FEDERAL COURT ENTERTAINS BIZARRE LEGAL THEORIES THAT THREATEN GUN OWNERS, RULE OF LAW

Wednesday, October 16, 2019
By Paul Martin

GunsInTheNews.com
October 15, 2019

Frustrated by the lack of political progress on the gun control agenda, the legal wing of the anti-gun movement continues to pursue ever-more radical and confused legal strategies. In the 1990s, trial lawyers and their allies in government sought to bankrupt the gun industry by holding them accountable for the criminal actions of third parties – a theory that would have overturned hundreds of years of established tort law. After failing to stop campus carry legislation in Texas in 2015, a group of professors filed a suit claiming that the state’s recognition of the Right-to-Carry in the classroom unlawfully infringed on their “First Amendment rights to academic freedom.”

In October 2018, a group of individuals representing minors in Chicago filed a federal lawsuit in the U.S. District Court for the Northern District of Illinois Eastern Division against the state of Illinois and the Department of State Police (ISP). The plaintiffs contended that Chicago’s pervasive violence is causing children, including the plaintiffs, to become psychologically disabled and unable to perform adequately in school. Therefore – the plaintiffs contended – under the federal Americans with Disabilities Act (ADA), Illinois officials are required to enact an itemized list of severe new gun control regulations in order to accommodate these individuals so that they may do better in school and partake in “federally assisted law enforcement programs designed to protect the people of the State.” On September 30, Bill Clinton-appointed Judge Joan B. Gottschall denied part of the state of Illinois’ motion to dismiss, allowing the case to go forward.

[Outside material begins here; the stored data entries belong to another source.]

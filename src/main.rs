use std::io::{BufRead, Write};

use clap::Parser;
use tracing_subscriber::EnvFilter;
use vulnrag::{
    DataDir,
    RagRetriever,
    Settings,
    dataset,
    embedding,
    error::{self, Error},
    indexer::VectorIndexer,
    model_manager,
    prompt,
    report,
    retriever::{FallbackPolicy, RetrievalResult, RetrieverOptions},
    session::{AnalysisChatService, DEFAULT_SYSTEM_PROMPT, DataTable, SessionStore},
    vector_store::{VectorStore, keys},
};

mod cli;

use cli::{Cli, Command};

pub const LOG_ENV_VAR: &str = "VULNRAG_LOG";

fn init_tracing(verbose: u8, quiet: bool) {
    let filter = if let Ok(env) = std::env::var(LOG_ENV_VAR) {
        EnvFilter::new(env)
    } else if quiet {
        EnvFilter::new("warn")
    } else {
        match verbose {
            0 => EnvFilter::new("info"),
            1 => EnvFilter::new("debug"),
            _ => EnvFilter::new("trace"),
        }
    };

    tracing_subscriber::fmt()
        .with_env_filter(filter)
        .with_writer(std::io::stderr)
        .without_time()
        .init();
}

fn main() -> error::Result<()> {
    let cli = Cli::parse();
    init_tracing(cli.verbose, cli.quiet);

    if let Command::Completions(args) = &cli.command {
        args.generate();
        return Ok(());
    }

    let data_dir = DataDir::resolve(cli.data_dir.as_deref())?;
    let settings = resolve_settings(&cli, &data_dir)?;

    match cli.command {
        Command::BuildIndex(args) => cmd_build_index(&settings, &args)?,
        Command::Search(args) => cmd_search(settings, &args)?,
        Command::Ask(args) => {
            let mut retriever = RagRetriever::new(settings);
            retriever.load()?;
            let answer =
                retriever.ask(&args.question, args.count, !args.no_citations)?;
            println!("{answer}");
        }
        Command::Chat(args) => cmd_chat(settings, &args)?,
        Command::Report(args) => {
            let prompts = report::load_prompts(&args.prompts)?;
            let output = match args.output {
                Some(path) => path,
                None => report::default_report_path(&data_dir)?,
            };
            let mut retriever = RagRetriever::new(settings);
            let path = report::summarize_with_rag(&mut retriever, &prompts, &output)?;
            println!("{}", path.display());
        }
        Command::DownloadModel(args) => {
            let model = args
                .model
                .unwrap_or_else(|| settings.local_embedding_model.clone());
            let path = model_manager::download(
                &model,
                args.revision.as_deref(),
                args.target_dir.as_deref(),
            )?;
            println!("{}", path.display());
        }
        Command::Status(args) => cmd_status(&data_dir, &settings, args.json)?,
        Command::Completions(_) => {}
    }

    Ok(())
}

/// Environment settings with command-line overrides applied.
fn resolve_settings(cli: &Cli, data_dir: &DataDir) -> error::Result<Settings> {
    let mut settings = Settings::from_env(data_dir)?;
    if let Some(dir) = &cli.index_dir {
        settings.index_root = dir.clone();
    }
    if let Some(dir) = &cli.dataset_dir {
        settings.dataset_dir = dir.clone();
    }
    if let Some(backend) = cli.embedding_backend {
        settings.embedding_backend = backend;
    }
    if let Some(model) = &cli.embedding_model {
        settings.embedding_model_override = Some(model.clone());
    }
    Ok(settings)
}

fn cmd_build_index(
    settings: &Settings,
    args: &cli::BuildIndexArgs,
) -> error::Result<()> {
    eprintln!("Loading dataset from {}...", settings.dataset_dir.display());
    let loaded = dataset::load_documents(&settings.dataset_dir)?;
    eprintln!("  Found {} documents", loaded.documents.len());
    for (path, reason) in &loaded.skipped_files {
        eprintln!("  Skipped {}: {reason}", path.display());
    }
    if loaded.skipped_records > 0 {
        eprintln!("  Skipped {} non-record entries", loaded.skipped_records);
    }

    let embedder = embedding::resolve(
        settings.embedding_backend,
        settings.embedding_model(),
        settings,
    )?;
    eprintln!(
        "Embedding with {} backend ({})...",
        embedder.backend(),
        embedder.model_id()
    );

    let indexer = VectorIndexer::new(embedder.as_ref(), &settings.index_root);
    let built =
        indexer.build(&loaded.documents, args.batch_size, !args.no_progress);
    if !args.no_progress {
        // End the progress bar's line.
        eprintln!();
    }
    let path = built?;
    eprintln!("Index written to {}", path.display());
    Ok(())
}

fn cmd_search(settings: Settings, args: &cli::SearchArgs) -> error::Result<()> {
    let top_k = args.count.unwrap_or(settings.default_top_k);
    let options = RetrieverOptions {
        fallback: if args.strict {
            FallbackPolicy::Strict
        } else {
            FallbackPolicy::Unfiltered
        },
        ..Default::default()
    };

    let mut retriever = RagRetriever::new(settings).with_options(options);
    retriever.load()?;
    let results = retriever.retrieve(&args.query, &args.filters(), top_k)?;

    if args.json {
        let out = serde_json::json!({
            "query": args.query,
            "result_count": results.len(),
            "results": results,
        });
        println!("{}", serde_json::to_string_pretty(&out)?);
    } else {
        format_human(&results);
    }
    Ok(())
}

fn format_human(results: &[RetrievalResult]) {
    if results.is_empty() {
        println!("No results found.");
        return;
    }

    for (i, r) in results.iter().enumerate() {
        let rank = i + 1;
        let mut details = Vec::new();
        if let Some(year) = r.metadata.year {
            details.push(year.to_string());
        }
        if let Some(severity) = r.metadata.severity {
            details.push(severity.to_string());
        }
        if let Some(score) = r.metadata.score {
            details.push(format!("CVSS {score}"));
        }
        println!(
            "{rank:>3}. [{:.3}] {}",
            r.score,
            prompt::source_label(r, rank)
        );
        if !details.is_empty() {
            println!("     {}", details.join(", "));
        }
    }
    println!("\n{} result(s)", results.len());
}

fn cmd_chat(settings: Settings, args: &cli::ChatArgs) -> error::Result<()> {
    let raw: serde_json::Value =
        serde_json::from_slice(&std::fs::read(&args.data)?)?;
    let table = DataTable::from_json(raw)?;
    let system_prompt = args
        .system_prompt
        .as_deref()
        .unwrap_or(DEFAULT_SYSTEM_PROMPT);

    let mut retriever = RagRetriever::new(settings);
    retriever.load()?;
    if !retriever.can_generate() {
        return Err(Error::Config(format!(
            "{} must be set to chat",
            vulnrag::config::env::API_KEY
        )));
    }

    let mut sessions = SessionStore::new();
    let mut service = AnalysisChatService::new(&retriever, &mut sessions);

    eprintln!("Generating analysis report...");
    let report = service.start_session(&args.session, &table, system_prompt)?;
    println!("{report}\n");

    let stdin = std::io::stdin();
    let mut stdout = std::io::stdout();
    loop {
        print!("> ");
        stdout.flush()?;

        let mut line = String::new();
        if stdin.lock().read_line(&mut line)? == 0 {
            break;
        }
        let message = line.trim();
        if message.is_empty() {
            continue;
        }
        if matches!(message, "exit" | "quit") {
            break;
        }

        match service.send_message(&args.session, message) {
            Ok(answer) => println!("{answer}\n"),
            Err(e) => eprintln!("Error: {e}"),
        }
    }
    Ok(())
}

fn cmd_status(
    data_dir: &DataDir,
    settings: &Settings,
    json: bool,
) -> error::Result<()> {
    let index_path = settings.index_path();
    let store = match VectorStore::open(&index_path) {
        Ok(store) => Some(store),
        Err(Error::NotFound { .. }) => None,
        Err(e) => return Err(e),
    };

    let (documents, dimension, built_with) = match &store {
        Some(store) => (
            Some(store.len()?),
            store.dimension()?,
            store.get_setting(keys::EMBEDDING_MODEL)?,
        ),
        None => (None, None, None),
    };

    if json {
        let out = serde_json::json!({
            "data_dir": data_dir.root(),
            "index": index_path,
            "built": store.is_some(),
            "documents": documents,
            "dimension": dimension,
            "index_model": built_with,
            "embedding_backend": settings.embedding_backend.as_str(),
            "embedding_model": settings.embedding_model(),
            "chat_model": settings.chat_model,
        });
        println!("{}", serde_json::to_string_pretty(&out)?);
    } else {
        println!("Data directory: {}", data_dir.root().display());
        println!("Dataset: {}", settings.dataset_dir.display());
        println!("Index: {}", index_path.display());
        match documents {
            Some(count) => {
                println!("Documents: {count}");
                println!("Dimension: {}", dimension.unwrap_or(0));
                if let Some(model) = &built_with {
                    println!("Built with: {model}");
                }
            }
            None => println!("Index not built yet."),
        }
        println!(
            "Embedding: {} ({})",
            settings.embedding_backend,
            settings.embedding_model()
        );
        println!("Chat model: {}", settings.chat_model);
    }
    Ok(())
}
//! Typed per-document metadata.
//!
//! Every optional field is an explicit `Option` or set. A field that is
//! absent is never stored, never serialized, and never matched by a filter;
//! [`RecordMetadata::field`] is the one place that presence is decided.

use std::{borrow::Cow, collections::BTreeSet, fmt};

use serde::{Deserialize, Serialize};

/// The constant `type` tag carried by every vulnerability document.
pub const DOCUMENT_TYPE: &str = "cve";

/// Serialized field names, also accepted as filter keys.
pub mod fields {
    pub const RECORD_ID: &str = "recordId";
    pub const YEAR: &str = "year";
    pub const TYPE: &str = "type";
    pub const VENDORS: &str = "vendors";
    pub const PRODUCTS: &str = "products";
    pub const WEAKNESS_IDS: &str = "weaknessIds";
    pub const SEVERITY: &str = "severity";
    pub const SCORE: &str = "score";
    pub const EXPLOIT_ADDED: &str = "exploitAdded";

    pub const ALL: &[&str] = &[
        RECORD_ID,
        YEAR,
        TYPE,
        VENDORS,
        PRODUCTS,
        WEAKNESS_IDS,
        SEVERITY,
        SCORE,
        EXPLOIT_ADDED,
    ];
}

/// Coarse CVSS severity label.
#[derive(
    Debug,
    Clone,
    Copy,
    PartialEq,
    Eq,
    PartialOrd,
    Ord,
    Hash,
    Serialize,
    Deserialize,
)]
#[serde(rename_all = "UPPERCASE")]
pub enum Severity {
    None,
    Low,
    Medium,
    High,
    Critical,
}

impl Severity {
    /// Case-insensitive parse; anything outside the vocabulary is `None`.
    pub fn parse(raw: &str) -> Option<Self> {
        match raw.trim().to_ascii_uppercase().as_str() {
            "NONE" => Some(Self::None),
            "LOW" => Some(Self::Low),
            "MEDIUM" => Some(Self::Medium),
            "HIGH" => Some(Self::High),
            "CRITICAL" => Some(Self::Critical),
            _ => None,
        }
    }

    pub fn as_str(self) -> &'static str {
        match self {
            Self::None => "NONE",
            Self::Low => "LOW",
            Self::Medium => "MEDIUM",
            Self::High => "HIGH",
            Self::Critical => "CRITICAL",
        }
    }
}

impl fmt::Display for Severity {
    fn fmt(&self, f: &mut fmt::Formatter<'_>) -> fmt::Result {
        f.write_str(self.as_str())
    }
}

fn default_kind() -> String {
    DOCUMENT_TYPE.to_string()
}

#[derive(Debug, Clone, PartialEq, Serialize, Deserialize)]
#[serde(rename_all = "camelCase")]
pub struct RecordMetadata {
    #[serde(default, skip_serializing_if = "Option::is_none")]
    pub record_id: Option<String>,
    #[serde(default, skip_serializing_if = "Option::is_none")]
    pub year: Option<i32>,
    #[serde(rename = "type", default = "default_kind")]
    pub kind: String,
    #[serde(default, skip_serializing_if = "BTreeSet::is_empty")]
    pub vendors: BTreeSet<String>,
    #[serde(default, skip_serializing_if = "BTreeSet::is_empty")]
    pub products: BTreeSet<String>,
    #[serde(default, skip_serializing_if = "BTreeSet::is_empty")]
    pub weakness_ids: BTreeSet<String>,
    #[serde(default, skip_serializing_if = "Option::is_none")]
    pub severity: Option<Severity>,
    #[serde(default, skip_serializing_if = "Option::is_none")]
    pub score: Option<f64>,
    /// Date the record entered the CISA known-exploited catalog.
    #[serde(default, skip_serializing_if = "Option::is_none")]
    pub exploit_added: Option<String>,
}

impl Default for RecordMetadata {
    fn default() -> Self {
        Self {
            record_id: None,
            year: None,
            kind: default_kind(),
            vendors: BTreeSet::new(),
            products: BTreeSet::new(),
            weakness_ids: BTreeSet::new(),
            severity: None,
            score: None,
            exploit_added: None,
        }
    }
}

/// A present metadata value as seen by the filter engine.
#[derive(Debug, Clone, PartialEq)]
pub enum FieldValue<'a> {
    Scalar(Cow<'a, str>),
    Set(&'a BTreeSet<String>),
}

impl RecordMetadata {
    /// Look up a field by its serialized name.
    ///
    /// Returns `None` when the field is absent, empty, or unknown.
    pub fn field(&self, name: &str) -> Option<FieldValue<'_>> {
        fn set(values: &BTreeSet<String>) -> Option<FieldValue<'_>> {
            (!values.is_empty()).then_some(FieldValue::Set(values))
        }
        fn text(value: &str) -> Option<FieldValue<'_>> {
            (!value.is_empty()).then_some(FieldValue::Scalar(Cow::Borrowed(value)))
        }

        match name {
            fields::RECORD_ID => self.record_id.as_deref().and_then(text),
            fields::YEAR => self
                .year
                .map(|y| FieldValue::Scalar(Cow::Owned(y.to_string()))),
            fields::TYPE => text(&self.kind),
            fields::VENDORS => set(&self.vendors),
            fields::PRODUCTS => set(&self.products),
            fields::WEAKNESS_IDS => set(&self.weakness_ids),
            fields::SEVERITY => self
                .severity
                .map(|s| FieldValue::Scalar(Cow::Borrowed(s.as_str()))),
            fields::SCORE => self
                .score
                .map(|s| FieldValue::Scalar(Cow::Owned(float_repr(s)))),
            fields::EXPLOIT_ADDED => self.exploit_added.as_deref().and_then(text),
            _ => None,
        }
    }
}

/// Render a float the way the dataset tooling prints it: whole numbers keep
/// one decimal place (`7.0`), everything else uses the shortest repr.
pub fn float_repr(value: f64) -> String {
    if value.is_finite() && value.fract() == 0.0 && value.abs() < 1e16 {
        format!("{value:.1}")
    } else {
        format!("{value}")
    }
}

#[cfg(test)]
mod tests {
    use super::*;

    #[test]
    fn empty_metadata_serializes_only_type() {
        let json = serde_json::to_value(RecordMetadata::default()).unwrap();
        let obj = json.as_object().unwrap();
        assert_eq!(obj.len(), 1);
        assert_eq!(obj["type"], DOCUMENT_TYPE);
    }

    #[test]
    fn serialized_keys_are_camel_case() {
        let meta = RecordMetadata {
            record_id: Some("CVE-2024-1".into()),
            weakness_ids: ["CWE-79".to_string()].into(),
            exploit_added: Some("2024-02-01".into()),
            severity: Some(Severity::High),
            ..Default::default()
        };
        let json = serde_json::to_value(&meta).unwrap();
        assert_eq!(json["recordId"], "CVE-2024-1");
        assert_eq!(json["weaknessIds"][0], "CWE-79");
        assert_eq!(json["exploitAdded"], "2024-02-01");
        assert_eq!(json["severity"], "HIGH");

        let back: RecordMetadata = serde_json::from_value(json).unwrap();
        assert_eq!(back, meta);
    }

    #[test]
    fn field_absent_for_empty_or_unknown() {
        let meta = RecordMetadata::default();
        assert!(meta.field(fields::YEAR).is_none());
        assert!(meta.field(fields::VENDORS).is_none());
        assert!(meta.field("cveId").is_none());
        assert_eq!(
            meta.field(fields::TYPE),
            Some(FieldValue::Scalar(Cow::Borrowed("cve")))
        );
    }

    #[test]
    fn field_renders_scalars_as_strings() {
        let meta = RecordMetadata {
            year: Some(2023),
            score: Some(7.0),
            severity: Some(Severity::Critical),
            ..Default::default()
        };
        assert_eq!(
            meta.field(fields::YEAR),
            Some(FieldValue::Scalar(Cow::Owned("2023".into())))
        );
        assert_eq!(
            meta.field(fields::SCORE),
            Some(FieldValue::Scalar(Cow::Owned("7.0".into())))
        );
        assert_eq!(
            meta.field(fields::SEVERITY),
            Some(FieldValue::Scalar(Cow::Borrowed("CRITICAL")))
        );
    }

    #[test]
    fn severity_parse_is_case_insensitive() {
        assert_eq!(Severity::parse("high"), Some(Severity::High));
        assert_eq!(Severity::parse(" Critical "), Some(Severity::Critical));
        assert_eq!(Severity::parse("severe"), None);
    }

    #[test]
    fn float_repr_matches_dataset_style() {
        assert_eq!(float_repr(9.8), "9.8");
        assert_eq!(float_repr(10.0), "10.0");
        assert_eq!(float_repr(0.5), "0.5");
    }
}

It is difficult to overstate the bizarre nature of the case. As Illinois Attorney General Kwame Raoul explained in a memorandum of law in support of the state’s motion to dismiss, the plaintiffs did not even have standing to bring the case. Raoul noted, “Standing is the ‘irreducible constitutional minimum’ required to bring a case in federal court.”

Summarizing standing doctrine, the AG went on to explain,

To have standing, a plaintiff must have sustained (1) an injury in fact that is (2) fairly traceable to the challenged action of the defendant and not the result of the independent action of some third party not before the court; and (3) it must be likely, rather than speculative, that the injury will be redressed by a favorable decision.

Walking the court through how the standing doctrine should be applied to the facts of the case, Raoul explained that alleged harms did not meet the traceability requirement,

The allegations of this complaint fall well outside the proper boundaries of legitimate standing… the complaint falls far short of alleging injuries fairly traceable to the State, the Governor, and ISP and its Director. The real harm to children is caused by third parties not before the Court, whom no injunction could reach to truly remedy the problem.